Whereas Neill and many others to the present time believe that children are like turnips that should be left in the soil and watered but otherwise left to grow naturally and that any outside interference with that will inevitably lead to malformation,  Russell’s views are seen to be very different.   His promotion of individual growth involves a freedom of emotions such as to produce a foundation for intellectual growth that will fuse with emotions in such a manner as to promote the self-discipline required for rational self-regulation and moral purpose.

It is clear that Russell’s views on education can be distinguished by several main themes:

  • That in childhood emotional health should be viewed as a priority for providing a platform for intellectual growth which in turn feeds from and directs emotional growth
  • Education should direct its energies towards cultivating a certain mental framework through which the individual can best realize their potential through the assimilation of knowledge.
  • The end result of realizing individual freedom through discipline is an ongoing dynamic process at an intellectual/emotional level enabling the individual to acquire, process and act upon knowledge while being orchestrated by self-control imposed through the strength of the will.

It is clear that within the restrictions of current educational possibilities much of Russell’s educational proposals could not pass present day standards of political correctness or religious or nationalistic orthodoxy.  It is interesting to note however that his concerns with  emotional/intellectual growth are now increasingly reflected in therapeutic movements such as Cognitive Behavioral Therapy and Mindfulness all of which attempt to stress-self-examination of actions relative to consequences as well as attempts to focus emotions outside of the self in order to gain some level of objectivity and to combat the growing trends towards narcissism.

Impulsivity among the young is certainly on the rise and now has an official diagnosis in the form of Executive Functioning Disorder (DSM 5).  But so is a rising tendency towards intolerance towards the views of others and a growing tendency to attack offending points of view either personally or through intimidation.  Dogmatism is certainly on the rise and the slumber of decided opinion has certainly taken on a new force.  Increasingly, people seem to argue from a position that they feel that they are right and the intensity of that feeling is an indicator of the truth of their position.  These tendencies are dangerous and do not certainly encourage optimism for the future.
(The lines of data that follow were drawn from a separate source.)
/// One descriptor set layout per reflected set. Image bindings are created
/// partially bound so unused array slots stay legal.
pub(crate) fn create_descriptor_set_layouts(
    device: &ash::Device,
    reflection: &ShaderReflection,
    stage_flags: vk::ShaderStageFlags,
) -> (
    Vec<vk::DescriptorSetLayout>,
    Vec<Vec<vk::DescriptorSetLayoutBinding<'static>>>,
) {
    let set_count = reflection.descriptor_sets.len();
    if set_count > MAX_DESCRIPTOR_SET_COUNT as usize {
        fatal!("max descriptor set count exceeded");
    }

    let mut layouts = Vec::with_capacity(set_count);
    let mut all_bindings = Vec::with_capacity(set_count);

    for set in &reflection.descriptor_sets {
        let mut bindings: Vec<vk::DescriptorSetLayoutBinding<'static>> =
            Vec::with_capacity(set.bindings.len());
        let mut binding_flags: Vec<vk::DescriptorBindingFlags> =
            vec![vk::DescriptorBindingFlags::empty(); set.bindings.len()];

        for (index, reflected) in set.bindings.iter().enumerate() {
            let descriptor_type = translate_descriptor_type(reflected.descriptor_type);

            if matches!(
                descriptor_type,
                vk::DescriptorType::COMBINED_IMAGE_SAMPLER
                    | vk::DescriptorType::SAMPLED_IMAGE
                    | vk::DescriptorType::STORAGE_IMAGE
            ) {
                binding_flags[index] = vk::DescriptorBindingFlags::PARTIALLY_BOUND;
            }

            bindings.push(
                vk::DescriptorSetLayoutBinding::default()
                    .binding(reflected.binding)
                    .descriptor_type(descriptor_type)
                    .descriptor_count(reflected.count)
                    .stage_flags(stage_flags),
            );
        }

        let mut flags_create_info = vk::DescriptorSetLayoutBindingFlagsCreateInfo::default()
            .binding_flags(&binding_flags);

        let create_info = vk::DescriptorSetLayoutCreateInfo::default()
            .bindings(&bindings)
            .push_next(&mut flags_create_info);

        let layout = match unsafe { device.create_descriptor_set_layout(&create_info, None) } {
            Ok(layout) => layout,
            Err(err) => fatal!("failed to create descriptor set layout: {err}"),
        };

        layouts.push(layout);
        all_bindings.push(bindings);
    }

    (layouts, all_bindings)
}
pub(crate) struct CommandBufferRecord {
    pub command_buffer: Retained<ProtocolObject<dyn mtl::MTL4CommandBuffer>>,
    pub command_allocator: Retained<ProtocolObject<dyn mtl::MTL4CommandAllocator>>,
    /// Accumulates transient references made during recording.
    pub aux_residency_set: Retained<ProtocolObject<dyn mtl::MTLResidencySet>>,
    pub residency_sets: Vec<Retained<ProtocolObject<dyn mtl::MTLResidencySet>>>,
    pub bound_pipeline: Option<Pipeline>,
    pub bound_bind_sets: Vec<BindSet>,
    pub push_constants: Retained<ProtocolObject<dyn mtl::MTLBuffer>>,
}

fn image_format_bytes_per_pixel(format: ImageFormat) -> usize {
    match format {
        ImageFormat::R8g8b8a8Unorm => 4,
        ImageFormat::R16g16b16a16Sfloat => 8,
        ImageFormat::R32Sfloat => 4,
        _ => fatal!("unsupported image format"),
    }
}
The development of Russell’s mind throughout his life and his struggle with powerful emotions demonstrated a disciplined approach to knowledge as reflected in both his analytical philosophy as well as his promotion of a scientific outlook.  There is little doubt in my mind that for Russell a certain lurking fear of insanity remained throughout his life giving rise to a distrust of strong passions and actions not sanctioned or directed by reason and evidence.  In the present day strong emotions or passions towards fixed beliefs and positions seem increasingly embraced.  At no time has it been more important, one could argue, than in the present to refocus education towards the goal of teaching students how to think rather than what to think.   Recent movements in pre-university education have focused exclusively on Learning Outcomes rather than on the development of cognitive skill sets that given the facts would suggest outcomes rather than demand them.  Computers and the internet have provided limitless information accessed by those increasingly incapable of intellectually processing that information.  Just as the ownership of a book does not by itself suggest that a person has either read it or understood it, the immediate access to information in no way implies that it has been understood or can be rationally processed in a meaningful manner.  

In conclusion, I think that Russell’s focus on what education should attempt to achieve is of great importance today.  Indeed the very future of liberal democracies may well depend upon the promotion of the Freedom of Discipline at the individual level that is required to halt the drift towards the polarization, intolerance and growing self-absorption evident in modern society.